Eventually the goal will be to move to a situation in which most (if not all) people live and work within highly localised economies, using local resources to meet local needs. As Ted Trainer argues, this is not optional if we want to reduce our ecological footprint to sustainable one planet levels that all can share. Gladly, there is a case that the quality of life could be very high within such communities.

But herein lies a problem for the eco-socialist, and wider degrowth movement. Trainer points out that these new local communities will not work well unless they are based on the active participation and cooperation of most, if not all, ordinary citizens in the locality. This will be necessary to ensure that all are provided for and the economy works within local eco-system limits. Active and inclusive participation by all (or at least most), Trainer argues, is ‘the crucial prerequisite… that will be needed if ordinary citizens are to eventually run highly self-sufficient local communities well.’ Widespread civic participation and cooperation simply cannot be imposed ‘top-down’ via states, even if they wanted to. In any case, Trainer argues, only if movements for localism and simpler living emerge first, is there any chance of building the eventual political will that will make a process of societal degrowth at the national and global levels possible.
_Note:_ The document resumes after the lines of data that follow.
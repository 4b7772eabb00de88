//! ChatSession - A transcript plus the controller that feeds it

use answer_client::{AnsweringService, QueryError, QueryResponse};
use chat_core::{Message, MessageId, MessageStore};
use chat_state::SubmissionState;
use tracing::info;

use crate::controller::{PendingRequest, QuerySubmissionController, SubmitRejection};

/// One continuous conversation, reset wholesale by [`ChatSession::clear`].
#[derive(Debug, Default)]
pub struct ChatSession {
    store: MessageStore,
    controller: QuerySubmissionController,
}

impl ChatSession {
    pub fn new() -> Self {
        Self::default()
    }

    pub fn messages(&self) -> &[Message] {
        self.store.list()
    }

    pub fn message(&self, id: MessageId) -> Option<&Message> {
        self.store.get(id)
    }

    pub fn state(&self) -> &SubmissionState {
        self.controller.state()
    }

    /// Input should be disabled while this is true.
    pub fn is_submitting(&self) -> bool {
        self.controller.is_submitting()
    }

    pub fn submit(&mut self, question: &str) -> Result<PendingRequest, SubmitRejection> {
        self.controller.submit(&mut self.store, question)
    }

    pub fn settle(
        &mut self,
        pending: PendingRequest,
        outcome: Result<QueryResponse, QueryError>,
    ) -> bool {
        self.controller.settle(&mut self.store, pending, outcome)
    }

    pub async fn ask(
        &mut self,
        service: &dyn AnsweringService,
        question: &str,
    ) -> Result<MessageId, SubmitRejection> {
        self.controller.ask(&mut self.store, service, question).await
    }

    /// Start a new chat. An outstanding request is not cancelled; its result
    /// is discarded when it settles.
    pub fn clear(&mut self) {
        info!("Clearing session ({} messages)", self.store.len());
        self.store.clear();
    }
}

#[cfg(test)]
mod tests {
    use super::*;

    #[test]
    fn test_clear_keeps_outstanding_request_state() {
        let mut session = ChatSession::new();
        let pending = session.submit("q").unwrap();

        session.clear();
        assert!(session.messages().is_empty());
        assert!(session.is_submitting());
        assert_eq!(
            session.submit("another").unwrap_err(),
            SubmitRejection::AlreadySubmitting
        );

        session.settle(
            pending,
            Ok(QueryResponse {
                answer: "late".into(),
                sources: vec![],
                cache_hit: false,
            }),
        );
        assert!(session.messages().is_empty());
        assert!(!session.is_submitting());
    }
}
For this reason, we ‘Simpler Way’ advocates tend to see the eco-socialist state directed process described above as ‘only’ a final, albeit necessary, step in a long multi phased transition towards sustainability. The first (and hardest) phase of the revolution happens when ordinary citizens, not states or corporations, take it upon themselves to start building today, even in small ways, the new self-reliant economies in the towns and suburbs where they live.

Having said that, the above sets a parallel challenge for participants within existing localist movements such as Transition Towns, eco-village, permaculture, simpler living etc. For it is equally true that we will not make a successful transition to sustainability – and the new local communities and economies will not function well – unless participants within these movements become aware of, and begin advocating for, the eventual need for an orderly process of ‘de-growth’ – a process that, for reasons mentioned briefly above, is only likely to go well within an eco-socialist framework. Ultimately, unless both these local and national-global processors occur, will not make a successful transition to a sustainable society.

Of course, today, across the world we are miles away from the necessary political and cultural awareness needed for such a transition. It is likely that the coming oil crunch and global financial contraction will aid our cause and encourage more people to see the sense in localism and de-growth – but, until then, activists must doggedly go on raising awareness wherever they can. Even if it does not feel like it, every conversation counts!

Reference:

Saral Sarkar, Eco-Socialism or Eco-Capitalism? – A Critical Analysis of Humanity’s Fundamental Choices. London: Zed Books. 1999.